* Task to carry out
The lines to copy are those holding the string "collection" in the entries below.

### Raw data ###

use clap::{Parser, Subcommand};
use tracing_subscriber::{fmt, prelude::*, EnvFilter};

mod commands;

#[derive(Parser)]
#[command(name = "jobscope", version, about = "Job-search research tracker")]
pub(crate) struct Cli {
    /// Enable debug logging
    #[arg(long, short, global = true)]
    verbose: bool,

    #[command(subcommand)]
    command: Commands,
}

#[derive(Subcommand)]
enum Commands {
    /// Energy profile management
    Profile {
        #[command(subcommand)]
        action: commands::profile::ProfileAction,
    },
    /// Classify tasks and inspect stored energy matrices
    Matrix {
        #[command(subcommand)]
        action: commands::matrix::MatrixAction,
    },
    /// Configuration management
    Config {
        #[command(subcommand)]
        action: commands::config::ConfigAction,
    },
    /// Generate shell completion scripts
    Completions(commands::completions::Completions),
}

fn init_logging(verbose: bool) {
    let filter = if verbose {
        EnvFilter::new("jobscope=debug,jobscope_core=debug")
    } else {
        EnvFilter::try_from_default_env()
            .unwrap_or_else(|_| EnvFilter::new("jobscope=warn,jobscope_core=warn"))
    };

    tracing_subscriber::registry()
        .with(
            fmt::layer()
                .with_target(false)
                .without_time()
                .with_writer(std::io::stderr),
        )
        .with(filter)
        .init();
}

fn main() {
    let cli = Cli::parse();
    init_logging(cli.verbose);

    let result = match cli.command {
        Commands::Profile { action } => commands::profile::run(action),
        Commands::Matrix { action } => commands::matrix::run(action),
        Commands::Config { action } => commands::config::run(action),
        Commands::Completions(completions) => completions.run(),
    };

    if let Err(e) = result {
        eprintln!("error: {e}");
        std::process::exit(1);
    }
}
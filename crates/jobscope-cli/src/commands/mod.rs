pub mod completions;
pub mod config;
pub mod matrix;
pub mod profile;

/// Today's date in local time; profile updates and evaluations are dated with it.
pub(crate) fn today() -> chrono::NaiveDate {
    chrono::Local::now().date_naive()
}
//! Core error types for jobscope-core.
//!
//! Validation happens at the data-model boundary: records are rejected here
//! before the quadrant calculator or the synthesis aggregator ever see them.

use std::path::PathBuf;
use thiserror::Error;

/// Core error type for jobscope-core.
#[derive(Error, Debug)]
pub enum CoreError {
    /// Configuration-related errors
    #[error("Configuration error: {0}")]
    Config(#[from] ConfigError),

    /// Validation errors
    #[error("Validation error: {0}")]
    Validation(#[from] ValidationError),

    /// No profile has been created yet
    #[error("No profile found at {path} (run `jobscope profile init`)")]
    ProfileMissing { path: PathBuf },

    /// No stored evaluation for the requested company
    #[error("No energy matrix stored for company '{company}'")]
    EvaluationMissing { company: String },

    /// IO errors
    #[error("IO error: {0}")]
    Io(#[from] std::io::Error),

    /// YAML serialization/deserialization errors
    #[error("YAML error: {0}")]
    Yaml(#[from] serde_yaml::Error),

    /// JSON serialization/deserialization errors
    #[error("JSON error: {0}")]
    Json(#[from] serde_json::Error),

    /// Generic errors with context
    #[error("{0}")]
    Custom(String),
}

/// Configuration-specific errors.
#[derive(Error, Debug)]
pub enum ConfigError {
    /// Failed to load configuration
    #[error("Failed to load configuration from {path}: {message}")]
    LoadFailed { path: PathBuf, message: String },

    /// Failed to save configuration
    #[error("Failed to save configuration to {path}: {message}")]
    SaveFailed { path: PathBuf, message: String },

    /// Invalid configuration value
    #[error("Invalid configuration value for '{key}': {message}")]
    InvalidValue { key: String, message: String },

    /// Unknown dot-separated configuration key
    #[error("Unknown configuration key: {0}")]
    UnknownKey(String),

    /// Failed to parse configuration
    #[error("Failed to parse configuration: {0}")]
    ParseFailed(String),
}

/// Validation errors.
#[derive(Error, Debug, Clone, PartialEq, Eq)]
pub enum ValidationError {
    /// Time-share string without any numeric token
    #[error("Invalid time share '{0}': expected a percentage such as \"20%\" or \"20-30%\"")]
    InvalidTimeShare(String),

    /// Version label that is not `major.minor`
    #[error("Invalid profile version '{0}': expected \"<major>.<minor>\"")]
    InvalidVersion(String),

    /// Duplicate entry in an ordered profile list
    #[error("Duplicate {collection} entry '{name}'")]
    Duplicate { collection: String, name: String },

    /// Invalid value
    #[error("Invalid value for '{field}': {message}")]
    InvalidValue { field: String, message: String },
}

impl ValidationError {
    pub(crate) fn invalid(field: impl Into<String>, message: impl Into<String>) -> Self {
        ValidationError::InvalidValue {
            field: field.into(),
            message: message.into(),
        }
    }
}

impl From<toml::de::Error> for ConfigError {
    fn from(err: toml::de::Error) -> Self {
        ConfigError::ParseFailed(err.to_string())
    }
}

impl From<toml::de::Error> for CoreError {
    fn from(err: toml::de::Error) -> Self {
        CoreError::Config(err.into())
    }
}

impl From<toml::ser::Error> for CoreError {
    fn from(err: toml::ser::Error) -> Self {
        CoreError::Custom(format!("TOML serialization failed: {err}"))
    }
}

/// Result type alias for CoreError
pub type Result<T, E = CoreError> = std::result::Result<T, E>;
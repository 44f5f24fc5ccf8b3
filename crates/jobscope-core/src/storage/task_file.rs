//! Task implication files produced upstream (by hand or by an assistant).
//!
//! Accepted shapes:
//!
//! ```yaml
//! tasks:
//!   - description: ...
//! ```
//!
//! or a bare top-level list of tasks.

use serde_yaml::Value;
use std::path::Path;

use crate::energy::TaskImplication;
use crate::error::{Result, ValidationError};

/// Parse either accepted shape.
///
/// The shape is picked from the document root before any task is decoded, so
/// a bad field surfaces with its own message.
pub fn parse_task_file(content: &str) -> Result<Vec<TaskImplication>> {
    let document: Value = serde_yaml::from_str(content)?;
    let list = match document {
        Value::Sequence(tasks) => Value::Sequence(tasks),
        Value::Mapping(mut root) => root.remove("tasks").ok_or_else(|| {
            ValidationError::invalid("tasks", "mapping has no `tasks` list")
        })?,
        _ => {
            return Err(ValidationError::invalid(
                "tasks",
                "expected a list of tasks or a mapping with a `tasks` list",
            )
            .into())
        }
    };
    Ok(serde_yaml::from_value(list)?)
}

pub fn load_task_file(path: &Path) -> Result<Vec<TaskImplication>> {
    let content = std::fs::read_to_string(path)?;
    parse_task_file(&content)
}

#[cfg(test)]
mod tests {
    use super::*;
    use indoc::indoc;

    const TASK: &str = indoc! {"
        description: Triage production incidents
        flag: on-call rotation
        time_share: 10-20%
        characteristics:
          conflict_exposure: moderate
          alignment_clarity: moderate
          authority_ambiguity: low
          progress_visibility: moderate
          autonomy_level: moderate
          decision_speed: fast
          learning_required: low
          uses_systems_thinking: true
          uses_tool_building: false
          uses_debugging: true
          uses_technical_writing: false
          uses_mentoring: false
          uses_data_analysis: false
          uses_infrastructure: true
          collaboration_type: team
          meeting_intensity: low
          requires_sync_communication: true
          timezone_spread: narrow
    "};

    /// Render a mapping block as one YAML list item indented by `pad`.
    fn list_item(block: &str, pad: &str) -> String {
        block
            .lines()
            .enumerate()
            .map(|(i, line)| {
                if i == 0 {
                    format!("{pad}- {line}\n")
                } else {
                    format!("{pad}  {line}\n")
                }
            })
            .collect()
    }

    #[test]
    fn wrapped_and_bare_lists_parse_the_same() {
        let bare = parse_task_file(&list_item(TASK, "")).unwrap();
        let wrapped = parse_task_file(&format!("tasks:\n{}", list_item(TASK, "  "))).unwrap();
        assert_eq!(bare, wrapped);
        assert_eq!(wrapped[0].time_share.percent(), 15);
        assert_eq!(wrapped[0].flag.as_deref(), Some("on-call rotation"));
        assert!(wrapped[0].characteristics.strengths.uses_debugging);
        assert!(wrapped[0].quadrant.is_none());
    }

    #[test]
    fn missing_characteristic_names_the_field() {
        let broken = TASK.replace("  decision_speed: fast\n", "");
        let err = parse_task_file(&format!("tasks:\n{}", list_item(&broken, "  ")))
            .unwrap_err()
            .to_string();
        assert!(err.contains("decision_speed"), "{err}");
    }

    #[test]
    fn bad_time_share_reports_the_value() {
        let broken = TASK.replace("time_share: 10-20%", "time_share: lots");
        let err = parse_task_file(&list_item(&broken, ""))
            .unwrap_err()
            .to_string();
        assert!(err.contains("Invalid time share 'lots'"), "{err}");
    }

    #[test]
    fn unexpected_root_is_rejected() {
        let err = parse_task_file("company: acme\n").unwrap_err().to_string();
        assert!(err.contains("tasks"), "{err}");
        assert!(parse_task_file("just text").is_err());
    }
}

###

* Completed task
    #[error("Duplicate {collection} entry '{name}'")]
    Duplicate { collection: String, name: String },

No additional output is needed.